Ms Discours-Buhot also highlighted how the tool is particularly useful for developing markets. “We are excited about the immense potential for continued impact in Asia as the GFSI Global Markets Programme is specifically designed for developing food safety actors. The goal is clear: to take into account all actors of the food industry, and to provide an entry point for small and less developed food companies to work towards improved food safety and market access.”


Left to right: Noraini Binti Dato' Mahd Othman, Senior Director, Malaysian Ministry of Health; Véronique Discours-Buhot, Global Food Safety Initiative; Petra Wissenburg, GFSI Board Member and Director, Food Safety External Affairs & Strategic Projects, Danone Group at the 2015 Global Food Safety Conference 

The opportunity is clearly supported by the statistics. Currently, according to the Asia Pacific Economic Corporation (APEC) SMEs account for more than 97 per cent of all enterprises and employ over half of the workforce across APEC economies. However, as APEC highlights, SMEs only account for 34 per cent or less of direct exports.

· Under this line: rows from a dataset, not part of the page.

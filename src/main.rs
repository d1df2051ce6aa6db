//! exsync demo - Main Entry Point
//!
//! Runs a cyclic driver against the in-memory transport. The peer side feeds
//! every subscribed channel with counter values while the owner side changes
//! its published values now and then, so the whole lifecycle and the
//! buffering can be watched in the log.
//!
//! Usage: `exsync [CONFIG] [CYCLES]`

use anyhow::Context;
use exsync::{
    config::{ChannelConfig, SyncConfig},
    logging,
    transport::MockTransport,
    ChannelId, CyclicDriver, Direction, Link, LogServer,
};

const DEFAULT_CYCLES: usize = 300;

/// Nettime advance per cycle, in microseconds
const NETTIME_STEP_US: i32 = 10_000;

fn main() -> anyhow::Result<()> {
    let mut args = std::env::args().skip(1);
    let config = match args.next() {
        Some(path) => SyncConfig::load(&path).with_context(|| format!("loading {}", path))?,
        None => SyncConfig::load_default().context("loading default config")?,
    };
    let cycles = match args.next() {
        Some(n) => n.parse().with_context(|| format!("invalid cycle count '{}'", n))?,
        None => DEFAULT_CYCLES,
    };
    let config = if config.link.channels.is_empty() {
        demo_config()
    } else {
        config
    };

    // Keep the guard alive so the file writer is flushed on exit
    let _guard = logging::init(&config.log)?;
    tracing::info!(
        "Starting exsync demo: link {} with {} channel(s), {} cycles",
        config.link.instance_name,
        config.link.channels.len(),
        cycles
    );

    let mut log_server = LogServer::new(config.log.default_filter.clone())?;
    let logger = log_server.subscribe(&config.log.module_name)?;

    let (transport, peer) = MockTransport::new();
    let link = Link::from_config(&config.link, Box::new(transport))?;
    let mut driver = CyclicDriver::new(link).with_logger(logger);

    let channels: Vec<(ChannelId, Direction, bool, usize)> = driver
        .link()
        .channels()
        .iter()
        .map(|c| (c.id(), c.direction(), c.is_buffered(), c.byte_size()))
        .collect();

    let mut nettime: i32 = 0;
    for cycle in 0..cycles {
        nettime = nettime.wrapping_add(NETTIME_STEP_US);
        peer.set_nettime(nettime);

        for &(id, direction, buffered, size) in &channels {
            // buffered channels get bursts, single-slot ones a steady trickle
            let burst = if buffered && cycle % 50 == 25 { 25 } else { 1 };
            if direction.can_subscribe() && cycle % 5 == 0 {
                for n in 0..burst {
                    peer.update_at(id, counter_bytes(cycle + n, size), nettime.wrapping_sub(150));
                }
            }
        }

        let status = driver.cycle(true, true);

        for &(id, direction, buffered, size) in &channels {
            if buffered {
                let buffer = driver.update_buffered(id, true)?;
                if buffer.updated && buffer.pending > 0 {
                    tracing::trace!("{} samples pending on {}", buffer.pending, id);
                }
            } else if direction.can_publish() && cycle % 50 == 0 {
                driver.image_mut().set(id, &counter_bytes(cycle / 50, size))?;
            }
        }

        log_server.process();
        for record in log_server.drain_records() {
            tracing::info!(target: "exsync::log_server", "{}", record);
        }

        if status.aborted {
            tracing::warn!("Link aborted: {:?}", driver.link().last_error());
        }
        std::thread::sleep(config.driver.cycle_time());
    }

    driver.cycle(false, false);

    for channel in driver.link().channels() {
        tracing::info!(
            "{}: published {}, delivered {}, overflows {}, avg latency {:.0}us",
            channel.name(),
            channel.published_count(),
            channel.delivered_count(),
            channel.overflow_count(),
            channel.latency().avg_latency_us()
        );
    }
    tracing::info!("Peer received {} frame(s)", peer.sent().len());

    Ok(())
}

/// Channel layout used when no channels are configured
fn demo_config() -> SyncConfig {
    let mut config = SyncConfig::default();
    config.link.instance_name = "BufferFub_0".to_string();
    let mut sample = ChannelConfig::new("bufferedSample", Direction::Subscribe, 4);
    sample.buffered = true;
    config.link.channels = vec![
        sample,
        ChannelConfig::new("setup", Direction::Publish, 8),
        ChannelConfig::new("cmdSendBurst", Direction::Publish, 1),
    ];
    config.log.module_name = "gBufferFub_0".to_string();
    config
}

/// Little-endian counter padded or cut to `size` bytes
fn counter_bytes(value: usize, size: usize) -> Vec<u8> {
    let mut bytes = (value as u64).to_le_bytes().to_vec();
    bytes.resize(size, 0);
    bytes
}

Petra Wissenburg, GFSI Board Member and Co-Chair of Food Industry Asia’s Food Safety Steering Group said the tool offers an entry level food safety solution for small, developing companies in local markets, “The programme is designed as a non-certification assessment process of a company's food safety practices which is carried out within a defined time period. The assessments against the basic and intermediate levels are unaccredited as the Global Markets Programme is not a food safety scheme. The final step of the approach is an accredited certification against one of the GFSI recognised schemes. The improved food safety practices in line with the GFSI Global Markets Programme requirements – and ultimately certification – facilitate access to local, regional, and international trade and can help companies to increase sales, profitability and attract investments." 

Ms Wissenburg finished by highlighting the trade growth opportunities for businesses in Asia who might look to participate, “This tool allows suppliers and food manufacturers in Asia to perform self-assessments directly online, generate diagnostic profiles and share these with their partners in the supply chain and auditing organisations. These self-assessments provide a real time snapshot of a company's food safety practices against the GFSI requirements. If a company needs further help, there are a number of organisations that have developed training manuals and courses for suppliers wishing to implement the Global Markets Programme.”

As the voice of the food industry in Asia, FIA works in partnership with the Consumer Goods Forum and its Global Food Safety Initiative to advance food safety standards across the Asia region for the benefit of consumers.